China Plane Maker Creates US Demand 中国商飞创造海外需求

If you can’t sell your products, then create a customer to buy them. That concept has been practiced for years by companies looking to sell their new products to wary buyers, with Chinese solar panel maker Suntech (NYSE: STP) most recently trying out the strategy to largely disastrous results. Now it seems that aspiring Chinese commercial aircraft maker COMAC is also trying out the strategy, with news that the company will participate in the revival of storied but now defunct US carrier Eastern Air Lines. (English article)
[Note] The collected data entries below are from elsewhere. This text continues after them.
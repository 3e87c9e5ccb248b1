//! HTTP API module for the bonus engine.
//!
//! This module exposes the monthly bonus calculation, the perfect-week
//! check and the active policy over REST.

mod handlers;
mod request;
mod response;
mod state;

pub use handlers::create_router;
pub use request::{
    AttendanceRequest, BonusCalculationRequest, MAX_MILES_PER_ENTRY, MAX_MONEY_AMOUNT,
    PerfectWeekCheckRequest,
};
pub use response::{ApiError, ApiErrorResponse, BonusCalculationResponse};
pub use state::AppState;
Word of the tie-up came out at an airshow this week in the southern city of Zhuhai, although COMAC gave few details of its participation. COMAC is trying to develop a 150-seat commercial aircraft that would eventually compete with rival products from established players Boeing (NYSE: BA) and Airbus (Paris: EAD), and hopes to launch the model’s maiden flight in 2014. But so far nearly all of the advance orders for the plane have come from Chinese airlines, which are only placing such orders under strong pressure from the central government to support this new initiative.

The only firm foreign customer for the planes is a unit of General Electric (NYSE: GE), which is designing and building the engine for the model. A handful of foreign firms have shown tentative interest, including European budget carrier Ryanair, but none have made definite orders.

The latest media reports contain no additional information on COMAC’s Eastern Air Lines tie-up plans. But I would expect that COMAC would probably provide several of its new planes, known as the C919, to Eastern Air Lines either for very cheap or perhaps for free in exchange for an equity stake in the revived US carrier.

Such a strategy comes with high risk, as Suntech is now discovering, but is hardly unique in the business world. United Airlines (NYSE: UAL), now one of the world’s biggest carriers, was partly the creation of Boeing, which used the airline as a customer for its jets. While United has had its own problems in recent years, including several bankruptcies, it remains a solid Boeing customer to this day.

Eastern, meanwhile, is a bit of a legend in US aviation history, and I have to admit that I have fond memories of the airline myself after learning as a child that it owned a stake in the Florida Disneyworld. Led at various times by a World War I flying ace and an Apollo astronaut, Eastern was once one of the biggest names in the US airline industry before eventually succumbing to low-cost competition and going bankrupt in 1991.

COMAC’s participation in a relaunch of Easter looks like a relatively smart and interesting bet that could eventually pay off handsomely. If Eastern is a success, then it could become a future strong customer for COMAC’s planes. Furthermore, the successful purchase and use of Chinese planes by a US carrier would allow other western airlines to see the C919 in operation and consider their own purchases if the model is well designed and supported by COMAC. But if Eastern has problems with the C919s or is unsuccessful as an airline, then COMAC could easily find itself with not only financial but also marketing headaches as it tries to sell its new plane to skeptical global buyers.

Bottom line: COMAC’s participation in the revival of US carrier Eastern Air Lines looks like a smart bet to help its new passenger jet gain traction in skeptical overseas markets.